1909年生まれのブルーノ・ルートケは、ジョン・クリスティーと同じタイプの男だった。意識のある女では勃たないのだ。
だから絞殺後に屍姦した。成人する頃には既に屍姦の常習犯だった。
ナチスの台頭と第二次大戦の混乱の中で、彼の犯行は発覚を免れていた。しかし、いいことばかりではなかった。ヒトラーが唱えた優生学政策の下、知恵遅れの彼はSSに捕らえられてパイプカットされてしまうのである。ナチスのおかげで逮捕を免れてきたというのに、そのナチスに子種を奪われてしまったのだ。皮肉なはなしである。
もっとも、屍姦専門なので子種は必要ないのだろう。性欲はなくなるどころか、以前にも増す勢いである。彼の犯行は益々エスカレートしていった。

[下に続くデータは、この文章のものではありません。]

//! Error types for the verification pipeline.

use thiserror::Error;

/// The error type for every stage of token verification.
///
/// Each variant names the stage that rejected the token, so callers can tell a
/// forged signature apart from an unreachable key endpoint.
#[derive(Error, Debug, Clone, PartialEq)]
pub enum Error {
    /// The token is not three base64url segments of JSON objects
    #[error("malformed token: {0}")]
    MalformedToken(String),

    /// The payload has no usable `iss` claim
    #[error("token has no issuer")]
    MissingIssuer,

    /// The header has no `kid`, so no published key can be selected
    #[error("token header has no key id")]
    MissingKeyId,

    /// Fetching or parsing the published key set failed
    #[error("failed to fetch keys: {0}")]
    KeyFetch(String),

    /// No published key carries the requested key id
    #[error("no published key with kid '{kid}' for issuer '{issuer}'")]
    KeyNotFound {
        /// Issuer whose key set was searched
        issuer: String,
        /// Requested key id
        kid: String,
    },

    /// The matched key is not of a supported family or algorithm
    #[error("unsupported key type '{key_type}' (alg: {algorithm:?})")]
    UnsupportedKeyType {
        /// `kty` of the record
        key_type: String,
        /// `alg` of the record, if any
        algorithm: Option<String>,
    },

    /// The matched key's components cannot form a public key
    #[error("invalid key material: {0}")]
    InvalidKeyMaterial(String),

    /// The token declares an algorithm other than the one pinned by the key
    #[error("algorithm mismatch: key expects {expected}, token declares {found}")]
    AlgorithmMismatch {
        /// Algorithm the key is pinned to
        expected: String,
        /// Algorithm the token header declares
        found: String,
    },

    /// The signature does not verify against the key
    #[error("signature verification failed")]
    SignatureMismatch,

    /// The `exp` claim is in the past
    #[error("token has expired")]
    TokenExpired,

    /// The `nbf` claim is in the future
    #[error("token is not valid yet")]
    TokenNotYetValid,

    /// The verifier could not be constructed from its configuration
    #[error("invalid configuration: {0}")]
    InvalidConfiguration(String),
}

impl From<jsonwebtoken::errors::Error> for Error {
    fn from(e: jsonwebtoken::errors::Error) -> Self {
        use jsonwebtoken::errors::ErrorKind;

        match e.kind() {
            ErrorKind::InvalidSignature => Error::SignatureMismatch,
            ErrorKind::ExpiredSignature => Error::TokenExpired,
            ErrorKind::ImmatureSignature => Error::TokenNotYetValid,
            ErrorKind::InvalidRsaKey(_) | ErrorKind::InvalidKeyFormat => {
                Error::InvalidKeyMaterial(e.to_string())
            }
            _ => Error::MalformedToken(e.to_string()),
        }
    }
}

/// Result type alias for verification operations
pub type Result<T> = std::result::Result<T, Error>;
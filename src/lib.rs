#![warn(missing_docs)]
//!
//! This crate verifies JWTs signed by a service account (such as a Google Cloud service account) without knowing the signer's public key up front. The issuer and key id are read from the unverified token, the issuer's published keys are fetched from its JWK endpoint, and the matching key is rebuilt from its RSA components to verify the token.
//!
//! See Google's [service account keys](https://cloud.google.com/iam/docs/service-account-creds#key-types) for how these keys are published.
//!
//! ## Usage
//!
//! ```toml
//! [dependencies]
//! sa-token-verify = "0.1"
//! ```
//!
//! The pipeline is split into steps that can be used on their own: [glimpse()] reads the unverified issuer and key id, [KeyResolver] fetches and selects the published key, [reconstruct()] rebuilds it, and [verify()] checks the signature and validity window. [Verifier] runs all four.
//!
use tracing::debug;

mod config;
mod error;
mod glimpse;
mod reconstruct;
mod resolve;
mod verify;

#[cfg(test)]
#[path = "../tests/common/mod.rs"]
mod test_helper;

pub use config::{VerifierConfig, DEFAULT_JWK_ENDPOINT, DEFAULT_TIMEOUT, MAX_LEEWAY};
pub use error::{Error, Result};
pub use glimpse::{glimpse, Glimpse};
pub use reconstruct::{reconstruct, PublicKey, MIN_MODULUS_BITS};
pub use resolve::{HttpClient, KeyRecord, KeyResolver, KeySet};
pub use verify::{verify, verify_with_leeway, VerifiedClaims};

/// Verifier is the main entry point. Create with [Verifier::new], or [Verifier::with_client] to supply the transport.
#[derive(Debug)]
pub struct Verifier<C = reqwest::Client> {
    resolver: KeyResolver<C>,
    leeway: u64,
}

impl Verifier {
    /// Creates a [Verifier] fetching keys with a `reqwest` client bounded by the configured timeout.
    pub fn new(config: VerifierConfig) -> Result<Self> {
        let client = reqwest::Client::builder()
            .timeout(config.timeout)
            .build()
            .map_err(|e| Error::InvalidConfiguration(format!("http client: {e}")))?;

        Verifier::with_client(client, config)
    }
}

impl<C: HttpClient> Verifier<C> {
    /// Creates a [Verifier] fetching keys through `client`.
    pub fn with_client(client: C, config: VerifierConfig) -> Result<Self> {
        if config.leeway > MAX_LEEWAY {
            return Err(Error::InvalidConfiguration(format!(
                "leeway of {}s exceeds {MAX_LEEWAY}s",
                config.leeway
            )));
        }
        let resolver = KeyResolver::new(client, &config.jwk_endpoint, config.timeout)?;

        Ok(Verifier {
            resolver,
            leeway: config.leeway,
        })
    }

    /// Verify a service account token. When successful, the result holds every claim of the token.
    ///
    /// ```no_run
    /// use sa_token_verify::{Verifier, VerifierConfig};
    ///
    /// # async fn run() -> Result<(), sa_token_verify::Error> {
    /// // A token signed by a service account, e.g. from `gcloud auth print-identity-token`
    /// let token = "...";
    ///
    /// let verifier = Verifier::new(VerifierConfig::default())?;
    ///
    /// match verifier.verify_token(token).await {
    ///     Ok(claims) => println!("Token is valid. sub=<{:?}>", claims.subject()),
    ///     Err(err) => println!("Verification failed: {}", err),
    /// }
    /// # Ok(())
    /// # }
    /// ```
    pub async fn verify_token(&self, token: &str) -> Result<VerifiedClaims> {
        let glimpsed = glimpse(token)?;
        debug!(
            issuer = glimpsed.issuer(),
            kid = glimpsed.key_id(),
            "resolving signing key"
        );

        let record = self
            .resolver
            .resolve(glimpsed.issuer(), glimpsed.key_id())
            .await?;
        let key = reconstruct(&record)?;
        let claims = verify_with_leeway(token, &key, self.leeway)?;

        debug!(issuer = glimpsed.issuer(), kid = glimpsed.key_id(), "token verified");
        Ok(claims)
    }
}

その命運が尽きたのは1943年1月29日のことである。女性を絞殺したかどで逮捕されたルートケは、否定するどころかあっさりと85人の殺害を自供した。あっさりと自供したのには訳があった。彼は精神異常者は訴追されないことを知っていたのだ。抜け目がない男である。知恵遅れどころか、むしろズル賢いんじゃないかしら。
当局も精神異常者と判断し、彼を訴追しなかった。その代わりにウィーンの病院に収容すると、様々な人体実験を行った。
ズル賢いルートケ君。たしかにナチス政権下では精神異常者は訴追されないが、人権もないのだよ。
かくして生きながらにしてズタボロにされたルートケは、もう使い物にならないと判断されるや、薬物投与により抹殺された。1944年4月8日のことである。